» **About this task**: Keep only the lines of the data below that contain "Result", and copy them.

» **Dataset records**:
►
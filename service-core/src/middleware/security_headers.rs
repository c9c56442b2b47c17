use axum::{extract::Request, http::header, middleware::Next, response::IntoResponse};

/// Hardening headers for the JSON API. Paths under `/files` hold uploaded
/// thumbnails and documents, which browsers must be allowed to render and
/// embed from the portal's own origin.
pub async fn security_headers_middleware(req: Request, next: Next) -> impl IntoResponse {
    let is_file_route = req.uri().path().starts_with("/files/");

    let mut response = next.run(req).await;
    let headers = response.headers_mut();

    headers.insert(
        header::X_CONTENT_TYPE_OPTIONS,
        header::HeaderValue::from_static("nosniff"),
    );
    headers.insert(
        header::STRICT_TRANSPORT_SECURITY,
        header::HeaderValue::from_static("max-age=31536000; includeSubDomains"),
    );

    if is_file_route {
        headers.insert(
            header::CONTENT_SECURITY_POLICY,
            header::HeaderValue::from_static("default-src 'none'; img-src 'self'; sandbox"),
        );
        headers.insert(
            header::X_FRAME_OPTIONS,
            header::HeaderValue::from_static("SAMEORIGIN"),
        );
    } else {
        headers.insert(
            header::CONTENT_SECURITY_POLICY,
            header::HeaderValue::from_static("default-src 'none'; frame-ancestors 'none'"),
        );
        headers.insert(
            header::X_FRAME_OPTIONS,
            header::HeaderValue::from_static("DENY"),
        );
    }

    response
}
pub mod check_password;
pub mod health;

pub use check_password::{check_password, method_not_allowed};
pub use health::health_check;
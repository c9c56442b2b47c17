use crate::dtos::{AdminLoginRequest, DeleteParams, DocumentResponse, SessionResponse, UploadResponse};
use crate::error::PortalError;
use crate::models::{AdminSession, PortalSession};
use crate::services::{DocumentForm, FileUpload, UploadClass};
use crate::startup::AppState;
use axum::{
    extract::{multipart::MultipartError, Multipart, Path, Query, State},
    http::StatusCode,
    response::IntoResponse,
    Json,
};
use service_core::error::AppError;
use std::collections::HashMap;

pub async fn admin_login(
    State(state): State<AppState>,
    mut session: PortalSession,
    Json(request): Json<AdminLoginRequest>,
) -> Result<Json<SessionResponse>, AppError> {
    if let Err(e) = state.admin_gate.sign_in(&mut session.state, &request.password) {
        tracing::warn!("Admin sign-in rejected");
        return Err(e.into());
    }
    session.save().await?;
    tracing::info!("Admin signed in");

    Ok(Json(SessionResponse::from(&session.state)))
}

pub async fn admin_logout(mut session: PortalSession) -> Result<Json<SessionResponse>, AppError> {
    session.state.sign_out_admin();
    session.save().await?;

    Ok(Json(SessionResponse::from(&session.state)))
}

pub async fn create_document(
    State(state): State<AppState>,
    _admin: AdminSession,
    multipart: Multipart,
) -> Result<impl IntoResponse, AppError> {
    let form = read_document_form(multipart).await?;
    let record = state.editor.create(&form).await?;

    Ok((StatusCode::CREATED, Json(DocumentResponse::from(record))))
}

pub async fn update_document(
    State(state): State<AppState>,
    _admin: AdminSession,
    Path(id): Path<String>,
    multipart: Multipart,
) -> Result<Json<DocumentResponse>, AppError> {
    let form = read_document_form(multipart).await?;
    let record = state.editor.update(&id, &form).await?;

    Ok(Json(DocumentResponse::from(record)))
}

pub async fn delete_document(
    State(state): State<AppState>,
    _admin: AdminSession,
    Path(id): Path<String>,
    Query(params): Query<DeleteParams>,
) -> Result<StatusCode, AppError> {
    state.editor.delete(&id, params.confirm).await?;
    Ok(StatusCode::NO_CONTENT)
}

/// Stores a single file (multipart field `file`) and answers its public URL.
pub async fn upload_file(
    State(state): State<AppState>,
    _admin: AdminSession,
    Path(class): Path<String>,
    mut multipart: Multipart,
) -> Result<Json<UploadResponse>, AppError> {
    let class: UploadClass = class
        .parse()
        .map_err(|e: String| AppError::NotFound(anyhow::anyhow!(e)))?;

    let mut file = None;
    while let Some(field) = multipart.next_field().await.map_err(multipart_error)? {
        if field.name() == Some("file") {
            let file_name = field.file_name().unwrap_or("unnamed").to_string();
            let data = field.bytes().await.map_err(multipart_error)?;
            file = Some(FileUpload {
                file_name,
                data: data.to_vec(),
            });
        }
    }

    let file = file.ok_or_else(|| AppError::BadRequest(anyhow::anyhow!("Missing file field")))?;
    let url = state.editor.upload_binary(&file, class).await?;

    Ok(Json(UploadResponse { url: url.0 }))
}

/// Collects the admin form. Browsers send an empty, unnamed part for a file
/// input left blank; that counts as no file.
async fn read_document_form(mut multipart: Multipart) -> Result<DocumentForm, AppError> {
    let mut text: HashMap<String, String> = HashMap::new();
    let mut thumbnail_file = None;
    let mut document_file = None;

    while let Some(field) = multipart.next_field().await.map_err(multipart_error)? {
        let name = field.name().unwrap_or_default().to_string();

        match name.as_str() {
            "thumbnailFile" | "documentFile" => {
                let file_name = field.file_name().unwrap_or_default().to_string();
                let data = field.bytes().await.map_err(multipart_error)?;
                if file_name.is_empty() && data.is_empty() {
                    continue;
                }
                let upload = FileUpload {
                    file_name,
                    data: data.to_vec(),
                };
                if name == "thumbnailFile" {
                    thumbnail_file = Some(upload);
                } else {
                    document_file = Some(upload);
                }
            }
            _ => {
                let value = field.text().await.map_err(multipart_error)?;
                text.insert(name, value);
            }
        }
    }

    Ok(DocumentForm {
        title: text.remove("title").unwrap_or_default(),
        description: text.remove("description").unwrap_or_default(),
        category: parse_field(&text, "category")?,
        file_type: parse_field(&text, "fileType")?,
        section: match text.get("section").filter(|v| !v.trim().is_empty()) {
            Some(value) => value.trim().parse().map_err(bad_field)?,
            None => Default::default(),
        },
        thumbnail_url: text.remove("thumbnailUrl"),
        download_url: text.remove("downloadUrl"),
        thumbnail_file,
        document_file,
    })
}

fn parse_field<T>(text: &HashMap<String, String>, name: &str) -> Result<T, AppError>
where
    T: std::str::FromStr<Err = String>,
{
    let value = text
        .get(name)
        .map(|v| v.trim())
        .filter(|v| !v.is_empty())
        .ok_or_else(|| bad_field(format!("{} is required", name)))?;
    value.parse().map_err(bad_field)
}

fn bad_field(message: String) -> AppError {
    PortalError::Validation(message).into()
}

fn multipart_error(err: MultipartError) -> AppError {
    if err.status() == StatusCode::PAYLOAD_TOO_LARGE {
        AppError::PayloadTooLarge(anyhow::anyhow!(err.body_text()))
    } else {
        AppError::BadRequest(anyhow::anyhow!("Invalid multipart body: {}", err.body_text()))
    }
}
◄
» **Task solution**:
) -> Result<Json<SessionResponse>, AppError> {
pub async fn admin_logout(mut session: PortalSession) -> Result<Json<SessionResponse>, AppError> {
) -> Result<impl IntoResponse, AppError> {
) -> Result<Json<DocumentResponse>, AppError> {
) -> Result<StatusCode, AppError> {
) -> Result<Json<UploadResponse>, AppError> {
async fn read_document_form(mut multipart: Multipart) -> Result<DocumentForm, AppError> {
fn parse_field<T>(text: &HashMap<String, String>, name: &str) -> Result<T, AppError>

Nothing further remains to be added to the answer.